Data exchanged between devices, connected systems, and the platform can be represented in two different ways: (i) the sensors send data in JSON or XML formats (in a particular platform format) using the REST API, or (ii) through the MQTT message protocol [111].
The Project and Device Management module contains the projects created by users and provides device and its software management, i.e., device provisioning, enabling and disabling devices, and updating firmware. Storing and executing events in the form of scripts created using the Groovy programming language and using if-then-else rules is the responsibility of the Business Rules and Event Processing module.
Pros: Application used to trigger the other functionality are supported
Cons: less friendly user interface.

Use Case

Nowadays, cities have the challenge of improving, protecting the environment, decreasing energy use, and reducing CO 2 emissions, as well as having to detect and correct any excesses in light consumption or in water spillage and control expenses.
Carriots City Life is an IoT platform that works like the city brain. It collects data from different sensors or information reported by the citizens and mixes it all to better manage municipal services [112]. it is a cloud platform that allows people to collect, integrate, store and analyze all the city data with a global vision.

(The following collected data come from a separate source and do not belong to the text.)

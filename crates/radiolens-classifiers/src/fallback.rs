//! Deterministic fallback predictor
//!
//! Used whenever no trained classifier is available. The identity string is
//! hashed once with SHA-256; one reduction of that hash picks a base scenario
//! and a second reduction seeds the jitter generator, so the same identity
//! always yields bit-identical probabilities, in this process or any other.

use radiolens_core::{ClassDistribution, ClassLabel, ImageIdentity, Result, NUM_CLASSES};
use rand::rngs::StdRng;
use rand::{Rng, SeedableRng};
use sha2::{Digest, Sha256};

/// Number of base scenarios
pub const SCENARIO_COUNT: u64 = 4;

/// Modulus for the jitter seed reduction
pub const JITTER_SEED_MODULUS: u64 = 1000;

/// Half-width of the uniform perturbation applied to each class
pub const JITTER: f64 = 0.05;

/// Lowest probability any class may receive
pub const PROBABILITY_FLOOR: f64 = 0.001;

/// Highest probability any class may receive
pub const PROBABILITY_CEILING: f64 = 0.999;

/// Base distributions in [`ClassLabel::ALL`] order, one per dominant class
pub const BASE_SCENARIOS: [[f64; NUM_CLASSES]; SCENARIO_COUNT as usize] = [
    [0.95, 0.03, 0.015, 0.005],
    [0.12, 0.82, 0.05, 0.01],
    [0.08, 0.15, 0.75, 0.02],
    [0.05, 0.10, 0.20, 0.65],
];

/// Stable 64-bit digest of an identity
#[derive(Debug, Clone, Copy, PartialEq, Eq)]
pub struct IdentitySeed(u64);

impl IdentitySeed {
    /// First eight bytes of the SHA-256 digest, big-endian
    pub fn of(identity: &ImageIdentity) -> Self {
        let digest = Sha256::digest(identity.as_str().as_bytes());
        let mut head = [0u8; 8];
        head.copy_from_slice(&digest[..8]);
        Self(u64::from_be_bytes(head))
    }

    pub fn value(self) -> u64 {
        self.0
    }

    /// Index into [`BASE_SCENARIOS`]
    pub fn scenario(self) -> usize {
        (self.0 % SCENARIO_COUNT) as usize
    }

    pub fn jitter_seed(self) -> u64 {
        self.0 % JITTER_SEED_MODULUS
    }
}

/// Hash-seeded synthetic predictor
#[derive(Debug, Clone, Copy, Default)]
pub struct FallbackPredictor;

impl FallbackPredictor {
    pub fn new() -> Self {
        Self
    }

    /// Reproducible distribution for `identity`
    pub fn predict(&self, identity: &ImageIdentity) -> Result<ClassDistribution> {
        let seed = IdentitySeed::of(identity);
        let mut rng = StdRng::seed_from_u64(seed.jitter_seed());
        self.predict_with_rng(seed.scenario(), &mut rng)
    }

    /// Jitter, clamp and renormalize one base scenario.
    ///
    /// `scenario` wraps around [`SCENARIO_COUNT`].
    pub fn predict_with_rng<R: Rng + ?Sized>(
        &self,
        scenario: usize,
        rng: &mut R,
    ) -> Result<ClassDistribution> {
        let base = BASE_SCENARIOS[scenario % BASE_SCENARIOS.len()];

        let mut values = base.map(|p| {
            (p + rng.gen_range(-JITTER..=JITTER)).clamp(PROBABILITY_FLOOR, PROBABILITY_CEILING)
        });

        let sum: f64 = values.iter().sum();
        for v in values.iter_mut() {
            *v /= sum;
        }

        restore_floor(&mut values);
        ClassDistribution::new(values)
    }

    /// Label the base scenario for `identity` favours
    pub fn scenario_label(&self, identity: &ImageIdentity) -> ClassLabel {
        ClassLabel::ALL[IdentitySeed::of(identity).scenario()]
    }
}

/// Lift the smallest value back to the floor after renormalization.
///
/// Mixing with the uniform distribution keeps the sum at one and the order of
/// the values, and can only pull the largest value down.
fn restore_floor(values: &mut [f64; NUM_CLASSES]) {
    let uniform = 1.0 / NUM_CLASSES as f64;
    let min = values.iter().copied().fold(f64::INFINITY, f64::min);
    if min >= PROBABILITY_FLOOR {
        return;
    }

    let lambda = (PROBABILITY_FLOOR - min) / (uniform - min);
    for v in values.iter_mut() {
        *v = ((1.0 - lambda) * *v + lambda * uniform).max(PROBABILITY_FLOOR);
    }
}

9. Performance Evaluation, Discussion, and Open Issues

Main characteristics are based on studied management solutions, a qualitative study is performed to characterize management types and technologies used in the most relevant management protocols and platforms. Table 5 and Table 6 summarize the main protocols characteristics considering their standardization resources, data, transport stacks, among others.
The IoT Network Management protocols (Table 5) were originated by the IETF for management of connected devices. The SNMP protocol was the basis for the creation of other protocols such as IoT-PIC and LNMP. Its simplicity in data modeling makes it a fast and a simple configuration protocol. NETCONF was created to be the successor of SNMP using the XML standard for request and response messages. The secure connection transport on SNMP is relevant because its ease of configuration in some scenarios. With the emergence of SDNs, new network management protocols have been proposed, such as OVSDB. It uses JSON technology to expose its devices and network data for the systematic integration of applications.
The IoT Device Management protocols (Table 6) were developed with Internet standards by the IETF. The TLS protocol and SSL protocol are used to secure transport of the information in the network as HTTPS and SSH protocols. In reference to the data modeling and encoding, the OVSDB and COMAN protocols use current Web technologies, such as XML and JSON, that expose network and device information to access other applications through a user name and password.
Table 7 summarizes a comparison among the most relevant IoT Network Management platforms, considering IMPReSS, OpenNMS, OpenDayLight, and Zabbix.
All the platforms have Web user-interfaces and open-source technologies, except IMPReSS (which was finalized in 2016). OpenDaylight supports more IoT Network Management protocols compared to other previously researched solutions. Zabbix is a popular platform for monitoring and management networks and differ in XMPP and NETCONF protocol with OpenNMS.
Table 8 summarizes a comparison among the most relevant IoT Device Management platforms, considering Xively, OneM2M, ManIoT, and other important solutions, regarding several important protocols and types of management approaches.
Despite attending to most requirements, SmartThings believe that supporting widely used protocols and Web technologies is enough to mitigate the problem of heterogeneity devices. However, support for other protocols is an important requirement for Carriots and Xively platforms. Other requirements (like context-awareness and dynamic adaptation) are barely discussed. Context-awareness is an approach to the inclusion of semantic data in a platform, e.g., location and collection time.
Platforms and new solutions are based on the SNMP architecture protocol, as shown in [115,116], such as the use of the OVSDB protocol for the SDN architecture and the XMPP protocol shown in IoT-PIC. SNMP uses more efficient resources thus responding to a processing request up to ten times faster than NETCONF according to the study presented in [7,117,118]. The OpenDayLight modular platform supports more network protocols for IoT, such as SNMP, NETCONF, IoT-PIC/XMPP, OVSDB, and additional features. Then, it can be considered the best platform among the studied IoT Network Management platforms.
Figure 30 presents the percentage of the main resources obtained from the surveyed protocols and platforms for IoT management. The studies presented in [6,11,93,119] show the percentage of use of the main raised resources are accounted and demonstrated.
As may be seen, almost all the IoT Device Management platforms solved the heterogeneity and interoperability issue but, for network management, it stills a challenge given they only propose 6LoWPAN network management but SDN and Mesh networks are not supported. Given the protocols and platforms, only about 50% used a standard communication model of networks and devices. Security and context awareness of networks and devices are challenges that stills open. Both types of management have an adoption of open-source protocols and platforms with about 60% of all the surveyed technologies. Some protocols or platforms have a range of features but requirements such as security and interoperability are developed in different ways for each one. Thus, no IoT management platform and protocol meets all the requirements.
Based on this study, it is concluded that IoT Device Management stills in an early stage. The requirements have not been completely explored. Nevertheless, ManIoT and ONEM2M can be considered the best open-source solutions. ONEM2M supports a wide range of management protocols. Xively is the best proprietary platform according to the mapped characteristics. No solution can cover all the requirements of a RAs. Thus, there are open research issues due to divergences between the available technologies and research approaches.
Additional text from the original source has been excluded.